● **The task**
Print nothing except the lines of the listing below from the line with "pub fn daily_completed(&self)" to the line with "pub fn wake_lock(&self)", each exactly as written, both ends included.

● **Data**

• • • •

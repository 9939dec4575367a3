//! Session state machine.
//!
//! The engine owns the current mode, the countdown and the long-break
//! counter. It has no internal thread: a clock (see [`super::ClockDriver`])
//! or a test calls [`TimerEngine::tick`] once per elapsed second while the
//! session is active.
//!
//! ## Cycle
//!
//! ```text
//! Work -> ShortBreak -> Work -> ... -> Work -> LongBreak -> Work
//!         (sets < interval)              (sets >= interval)
//! ```
//!
//! Completing a work interval counts toward the daily ledger and the
//! long-break counter; completing a long break clears the counter.
//! Completing a break never touches the ledger.
//!
//! ## Usage
//!
//! ```ignore
//! let mut engine = TimerEngine::new(settings, DailyLedger::new(db));
//! engine.toggle();
//! // Once per second while active:
//! engine.tick(); // Returns Some(Event) when the interval completes
//! ```

use chrono::Utc;
use serde::{Deserialize, Serialize};
use tracing::{debug, info};

use super::mode::TimerMode;
use super::settings::TimerSettings;
use crate::events::Event;
use crate::platform::{Notifier, SilentNotifier, WakeLockManager};
use crate::storage::DailyLedger;

/// Observable session state.
#[derive(Debug, Clone, PartialEq, Eq, Serialize, Deserialize)]
pub struct SessionState {
    pub mode: TimerMode,
    /// Seconds remaining in the current interval.
    pub time_left: u64,
    /// Length of the current interval as it was when the mode was entered.
    pub interval_secs: u64,
    pub is_active: bool,
    pub sets_since_long_break: u32,
    pub daily_completed: u32,
}

/// What the renderer needs for one frame.
#[derive(Debug, Clone, Copy, PartialEq, Eq, Serialize, Deserialize)]
pub struct Frame {
    pub time_left: u64,
    pub total_duration: u64,
    pub mode: TimerMode,
}

impl Frame {
    /// 0.0 .. 1.0 elapsed fraction of the interval.
    pub fn progress(&self) -> f64 {
        if self.total_duration == 0 {
            return 1.0;
        }
        1.0 - (self.time_left as f64 / self.total_duration as f64)
    }
}

/// Core session state machine.
pub struct TimerEngine {
    settings: TimerSettings,
    state: SessionState,
    ledger: DailyLedger,
    notifier: Box<dyn Notifier>,
    wake_lock: WakeLockManager,
}

impl TimerEngine {
    /// Create an engine in `Work`, inactive, with a full work countdown.
    ///
    /// Reads the ledger once to seed the daily count.
    pub fn new(settings: TimerSettings, mut ledger: DailyLedger) -> Self {
        let daily_completed = ledger.load();
        let duration = TimerMode::Work.duration_secs(&settings);
        Self {
            state: SessionState {
                mode: TimerMode::Work,
                time_left: duration,
                interval_secs: duration,
                is_active: false,
                sets_since_long_break: 0,
                daily_completed,
            },
            settings,
            ledger,
            notifier: Box::new(SilentNotifier),
            wake_lock: WakeLockManager::disabled(),
        }
    }

    pub fn with_notifier(mut self, notifier: impl Notifier + 'static) -> Self {
        self.notifier = Box::new(notifier);
        self
    }

    pub fn with_wake_lock(mut self, wake_lock: WakeLockManager) -> Self {
        self.wake_lock = wake_lock;
        self
    }

    // ── Queries ──────────────────────────────────────────────────────

    pub fn state(&self) -> &SessionState {
        &self.state
    }

    pub fn settings(&self) -> &TimerSettings {
        &self.settings
    }

    pub fn mode(&self) -> TimerMode {
        self.state.mode
    }

    pub fn time_left(&self) -> u64 {
        self.state.time_left
    }

    pub fn is_active(&self) -> bool {
        self.state.is_active
    }

    pub fn sets_since_long_break(&self) -> u32 {
        self.state.sets_since_long_break
    }

    pub fn daily_completed(&self) -> u32 {
        self.state.daily_completed
    }

    pub fn goal_reached(&self) -> bool {
        self.state.daily_completed >= self.settings.daily_goal
    }

    pub fn wake_lock(&self) -> &WakeLockManager {
        &self.wake_lock
    }

    pub fn frame(&self) -> Frame {
        Frame {
            time_left: self.state.time_left,
            total_duration: self.state.interval_secs,
            mode: self.state.mode,
        }
    }

    /// Build a full state snapshot event.
    pub fn snapshot(&self) -> Event {
        Event::StateSnapshot {
            mode: self.state.mode,
            remaining_secs: self.state.time_left,
            total_secs: self.state.interval_secs,
            is_active: self.state.is_active,
            sets_since_long_break: self.state.sets_since_long_break,
            daily_completed: self.state.daily_completed,
            daily_goal: self.settings.daily_goal,
            goal_reached: self.goal_reached(),
            settings: self.settings.clone(),
            at: Utc::now(),
        }
    }

    // ── Commands ─────────────────────────────────────────────────────

    /// Start or pause the countdown.
    pub fn toggle(&mut self) -> Event {
        self.set_active(!self.state.is_active);
        if self.state.is_active {
            debug!(mode = %self.state.mode, remaining = self.state.time_left, "timer started");
            Event::TimerStarted {
                mode: self.state.mode,
                remaining_secs: self.state.time_left,
                at: Utc::now(),
            }
        } else {
            debug!(mode = %self.state.mode, remaining = self.state.time_left, "timer paused");
            Event::TimerPaused {
                mode: self.state.mode,
                remaining_secs: self.state.time_left,
                at: Utc::now(),
            }
        }
    }

    /// Stop and refill the current interval. Mode and counts are unchanged.
    pub fn reset(&mut self) -> Event {
        self.set_active(false);
        self.refill();
        Event::TimerReset {
            mode: self.state.mode,
            remaining_secs: self.state.time_left,
            at: Utc::now(),
        }
    }

    /// Complete the current interval now, whatever is left on it.
    pub fn skip(&mut self) -> Event {
        let from = self.state.mode;
        let forfeited_secs = self.state.time_left;
        self.complete();
        Event::TimerSkipped {
            from,
            to: self.state.mode,
            forfeited_secs,
            daily_completed: self.state.daily_completed,
            sets_since_long_break: self.state.sets_since_long_break,
            at: Utc::now(),
        }
    }

    /// Advance one second. Returns `Some(Event::TimerCompleted)` when the
    /// interval finishes. Ignored while inactive.
    pub fn tick(&mut self) -> Option<Event> {
        if !self.state.is_active {
            return None;
        }
        if self.state.time_left > 1 {
            self.state.time_left -= 1;
            return None;
        }
        let completed = self.state.mode;
        self.complete();
        Some(Event::TimerCompleted {
            completed,
            next: self.state.mode,
            next_duration_secs: self.state.time_left,
            daily_completed: self.state.daily_completed,
            sets_since_long_break: self.state.sets_since_long_break,
            at: Utc::now(),
        })
    }

    /// Apply up to `secs` ticks, stopping early if the session goes inactive.
    pub fn advance(&mut self, secs: u64) -> Vec<Event> {
        let mut events = Vec::new();
        for _ in 0..secs {
            if !self.state.is_active {
                break;
            }
            if let Some(event) = self.tick() {
                events.push(event);
            }
        }
        events
    }

    /// Replace the settings.
    ///
    /// A lowered long-break interval clamps the sets counter. While inactive
    /// the current interval is refilled from the new durations immediately.
    /// While active the running countdown is left alone and the new
    /// durations apply from the next mode entry.
    pub fn update_settings(&mut self, settings: TimerSettings) -> Event {
        self.settings = settings;
        self.state.sets_since_long_break = self
            .state
            .sets_since_long_break
            .min(self.settings.long_break_interval);
        let applied_now = !self.state.is_active;
        if applied_now {
            self.refill();
        }
        debug!(applied_now, "settings updated");
        Event::SettingsUpdated {
            applied_now,
            remaining_secs: self.state.time_left,
            at: Utc::now(),
        }
    }

    /// Switch to `mode` with a fresh countdown. Counts and the active flag
    /// are unchanged.
    pub fn set_mode(&mut self, mode: TimerMode) -> Event {
        self.enter(mode);
        Event::ModeChanged {
            mode,
            duration_secs: self.state.time_left,
            at: Utc::now(),
        }
    }

    /// Host visibility changed (e.g. terminal focus).
    pub fn on_visibility_change(&mut self, visible: bool) {
        self.wake_lock.on_visibility_change(visible);
    }

    // ── Internal ─────────────────────────────────────────────────────

    fn set_active(&mut self, active: bool) {
        self.state.is_active = active;
        self.wake_lock.set_active(active);
    }

    fn refill(&mut self) {
        let duration = self.state.mode.duration_secs(&self.settings);
        self.state.time_left = duration;
        self.state.interval_secs = duration;
    }

    fn enter(&mut self, mode: TimerMode) {
        self.state.mode = mode;
        self.refill();
    }

    /// The completion transition shared by tick-to-zero and skip.
    fn complete(&mut self) {
        let finished = self.state.mode;
        self.set_active(false);

        if let Err(e) = self.notifier.notify(finished) {
            debug!(error = %e, "completion cue failed");
        }

        let next = match finished {
            TimerMode::Work => {
                self.state.daily_completed = self.ledger.increment();
                // Capped so a long break bypassed with set_mode cannot push it past the interval.
                self.state.sets_since_long_break = self
                    .state
                    .sets_since_long_break
                    .saturating_add(1)
                    .min(self.settings.long_break_interval);
                if self.state.sets_since_long_break >= self.settings.long_break_interval {
                    TimerMode::LongBreak
                } else {
                    TimerMode::ShortBreak
                }
            }
            TimerMode::ShortBreak => TimerMode::Work,
            TimerMode::LongBreak => {
                self.state.sets_since_long_break = 0;
                TimerMode::Work
            }
        };
        self.enter(next);
        info!(
            completed = %finished,
            next = %next,
            daily = self.state.daily_completed,
            sets = self.state.sets_since_long_break,
            "interval completed"
        );
    }
}

impl std::fmt::Debug for TimerEngine {
    fn fmt(&self, f: &mut std::fmt::Formatter<'_>) -> std::fmt::Result {
        f.debug_struct("TimerEngine")
            .field("settings", &self.settings)
            .field("state", &self.state)
            .field("ledger", &self.ledger)
            .field("wake_lock", &self.wake_lock)
            .finish_non_exhaustive()
    }
}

• • • •

● **Result below**
    pub fn daily_completed(&self) -> u32 {
        self.state.daily_completed
    }

    pub fn goal_reached(&self) -> bool {
        self.state.daily_completed >= self.settings.daily_goal
    }

    pub fn wake_lock(&self) -> &WakeLockManager {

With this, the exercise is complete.